Overwegingen van de voorzieningenrechter

Wat is er gebeurd en waar gaat het om in deze zaak?
2. Verzoekster ontving sinds 6 maart 2017 een bijstandsuitkering naar de norm van een alleenstaande ouder. Met het primaire besluit heeft Stroomopwaarts deze uitkering beëindigd, omdat verzoekster niet zou hebben meegewerkt aan een huisbezoek op 4 april 2024. Verzoekster is het hier niet mee eens en voert aan dat haar bijstandsuitkering is beëindigd omdat het vermoeden bestaat dat verzoekster een relatie heeft en daarom niet meer bijstand behoeftig is. Verzoekster betwist dat zij een relatie heeft. Er is geen sprake van een gezamenlijke huishouding of van wederzijdse zorg. Verzoekster voert een huishouden als alleenstaande moeder van vijf minderjarige kinderen. Verzoekster betoogt verder dat de gebruikte bewijsmiddelen niet ten grondslag mogen worden gelegd aan het primaire besluit, omdat die bewijsmiddelen zijn verkregen op een wijze die zozeer indruist tegen wat van een behoorlijk handelend bestuursorgaan mag worden verwacht, dat het gebruik ervan ontoelaatbaar is. Daarnaast heeft het college met het opvragen van allerlei gegevens inbreuk gemaakt op het privéleven en de persoonlijke levenssfeer als bedoeld in artikel 8 van het EVRM [1] en was ook het opvragen van persoonlijke gegevens van [persoon B] niet noodzakelijk. Door het stopzetten van de bijstandsuitkering kan verzoekster geen zorg meer dragen voor haar kinderen. De belangen van de kinderen zijn onvoldoende meegewogen door Stroomopwaarts. Dit is in strijd met artikelen 3 en 27 van het IVRK. [2]
Termijnoverschrijding
3. In het (pro forma) bezwaarschrift van 4 juni 2024 voert verzoekster aan dat de te late indiening van het bezwaarschrift verschoonbaar is. Stroomopwaarts heeft op zitting te kennen gegeven aan de te late indiening niet te zwaar te zullen tillen en het bezwaar van verzoekster inhoudelijk te zullen beoordelen. De voorzieningenrechter gaat hierna daarom inhoudelijk in op het verzoek om een voorlopige voorziening.
Spoedeisend belang
4. Het verzoek om een voorlopige voorziening heeft betrekking op bezwaar tegen de beëindiging van algemene bijstand, een vangnetvoorziening. Zo’n verzoek is naar zijn aard spoedeisend, tenzij er duidelijke aanwijzingen zijn voor het tegendeel. Naar het oordeel van de voorzieningenrechter ontbreken dergelijke aanwijzingen. De voorzieningenrechter neemt daarom aan dat sprake is van een spoedeisend belang.
Beoordelingskader
5. Vervolgens beoordeelt de voorzieningenrechter of het bezwaar van verzoekster een kans van slagen heeft. De voorzieningenrechter geeft een voorlopig oordeel, dat de rechtbank in een eventuele beroepsprocedure niet hoeft te volgen.

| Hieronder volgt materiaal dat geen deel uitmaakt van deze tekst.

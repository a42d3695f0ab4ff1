//! Core components for signing S3 requests.
//!
//! This crate provides the foundational types and traits shared by the s3sign
//! crates: the error type, hashing and time helpers, the request model used
//! while signing, and the [`Context`] that carries the pluggable transport and
//! environment.
//!
//! ## Traits
//!
//! - [`HttpSend`]: For sending HTTP requests
//! - [`Env`]: For environment variable access
//! - [`ProvideCredential`]: For loading credentials from various sources
//! - [`SignRequest`]: For signing a request in place
//! - [`SigningCredential`]: For validating credentials
//!
//! ## Utilities
//!
//! - [`hash`]: Cryptographic hashing utilities
//! - [`time`]: Time manipulation utilities
//! - [`utils`]: General utilities including data redaction

// Make sure all our public APIs have docs.
#![warn(missing_docs)]

pub mod hash;
pub mod time;
pub mod utils;

mod context;
pub use context::{Context, Env, HttpSend, NoopEnv, NoopHttpSend, OsEnv, StaticEnv};

mod api;
pub use api::{ProvideCredential, SignRequest, SigningCredential};
mod request;
pub use request::{SigningMethod, SigningRequest};

mod error;
pub use error::{Error, ErrorKind, Result};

6. Op grond van artikel 17, eerste lid, van de Pw [3] doet de belanghebbende aan (in dit geval) Stroomopwaarts op verzoek of onverwijld uit eigen beweging mededeling van alle feiten en omstandigheden waarvan hem redelijkerwijs duidelijk moet zijn dat zij van invloed kunnen zijn op het recht op bijstand. In het tweede lid van dat artikel staat dat de belanghebbende het college desgevraagd de medewerking verleent die redelijkerwijs nodig is voor de uitvoering van deze wet. Als aan deze medewerkingsverplichting niet wordt voldaan, kan Stroomopwaarts een besluit tot toekenning van de bijstand intrekken. Dit staat in artikel 54, derde lid, van de Pw.

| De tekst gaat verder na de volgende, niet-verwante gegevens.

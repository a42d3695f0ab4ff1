use std::fmt;
use thiserror::Error;

/// The error type for s3sign operations
#[derive(Error, Debug)]
#[error("{message}")]
pub struct Error {
    kind: ErrorKind,
    message: String,
    #[source]
    source: Option<anyhow::Error>,
}

/// The kind of error that occurred
#[derive(Debug, Clone, Copy, PartialEq, Eq)]
pub enum ErrorKind {
    /// Credentials are missing, empty or malformed
    CredentialInvalid,

    /// Request cannot be signed (bad uri, timestamp, missing fields, etc.)
    RequestInvalid,

    /// The service rejected the request and it could not be recovered locally
    Service,

    /// Unexpected errors (network, I/O, etc.)
    Unexpected,
}

impl Error {
    /// Create a new error with the given kind and message
    pub fn new(kind: ErrorKind, message: impl Into<String>) -> Self {
        Self {
            kind,
            message: message.into(),
            source: None,
        }
    }

    /// Add a source error
    pub fn with_source(mut self, source: impl Into<anyhow::Error>) -> Self {
        self.source = Some(source.into());
        self
    }

    /// Get the error kind
    pub fn kind(&self) -> ErrorKind {
        self.kind
    }

    /// Get the source error as a concrete type if it is one.
    pub fn source_as<E>(&self) -> Option<&E>
    where
        E: std::error::Error + Send + Sync + 'static,
    {
        self.source.as_ref().and_then(|e| e.downcast_ref::<E>())
    }
}

// Convenience constructors
impl Error {
    /// Create a credential invalid error
    pub fn credential_invalid(message: impl Into<String>) -> Self {
        Self::new(ErrorKind::CredentialInvalid, message)
    }

    /// Create a request invalid error
    pub fn request_invalid(message: impl Into<String>) -> Self {
        Self::new(ErrorKind::RequestInvalid, message)
    }

    /// Create a service error
    pub fn service(message: impl Into<String>) -> Self {
        Self::new(ErrorKind::Service, message)
    }

    /// Create an unexpected error
    pub fn unexpected(message: impl Into<String>) -> Self {
        Self::new(ErrorKind::Unexpected, message)
    }
}

impl fmt::Display for ErrorKind {
    fn fmt(&self, f: &mut fmt::Formatter<'_>) -> fmt::Result {
        match self {
            ErrorKind::CredentialInvalid => write!(f, "invalid credentials"),
            ErrorKind::RequestInvalid => write!(f, "invalid request"),
            ErrorKind::Service => write!(f, "service error"),
            ErrorKind::Unexpected => write!(f, "unexpected error"),
        }
    }
}

/// Convenience type alias for Results
pub type Result<T> = std::result::Result<T, Error>;

// Common From implementations
impl From<anyhow::Error> for Error {
    fn from(err: anyhow::Error) -> Self {
        Self::unexpected(err.to_string()).with_source(err)
    }
}

impl From<std::fmt::Error> for Error {
    fn from(err: std::fmt::Error) -> Self {
        Self::unexpected(err.to_string()).with_source(anyhow::Error::from(err))
    }
}

impl From<http::Error> for Error {
    fn from(err: http::Error) -> Self {
        Self::request_invalid(err.to_string()).with_source(anyhow::Error::from(err))
    }
}

impl From<http::header::InvalidHeaderValue> for Error {
    fn from(err: http::header::InvalidHeaderValue) -> Self {
        Self::request_invalid(err.to_string()).with_source(anyhow::Error::from(err))
    }
}

impl From<http::header::InvalidHeaderName> for Error {
    fn from(err: http::header::InvalidHeaderName) -> Self {
        Self::request_invalid(err.to_string()).with_source(anyhow::Error::from(err))
    }
}

impl From<http::header::ToStrError> for Error {
    fn from(err: http::header::ToStrError) -> Self {
        Self::request_invalid(err.to_string()).with_source(anyhow::Error::from(err))
    }
}

impl From<http::uri::InvalidUri> for Error {
    fn from(err: http::uri::InvalidUri) -> Self {
        Self::request_invalid(err.to_string()).with_source(anyhow::Error::from(err))
    }
}

impl From<http::uri::InvalidUriParts> for Error {
    fn from(err: http::uri::InvalidUriParts) -> Self {
        Self::request_invalid(err.to_string()).with_source(anyhow::Error::from(err))
    }
}

impl From<std::string::FromUtf8Error> for Error {
    fn from(err: std::string::FromUtf8Error) -> Self {
        Self::unexpected(err.to_string()).with_source(anyhow::Error::from(err))
    }
}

7. In artikel 53a, zevende lid, van de Pw is bepaald dat het college bevoegd is onderzoek in te stellen naar de juistheid en volledigheid van de verstrekte gegevens en zo nodig naar andere gegevens die noodzakelijk zijn voor de verlening dan wel de voortzetting van bijstand.
8. Op grond van artikel 3, tweede lid, aanhef en onder a, van de Pw wordt als gehuwd of als echtgenoot ook aangemerkt de ongehuwde die met een ander een gezamenlijke huishouding voert.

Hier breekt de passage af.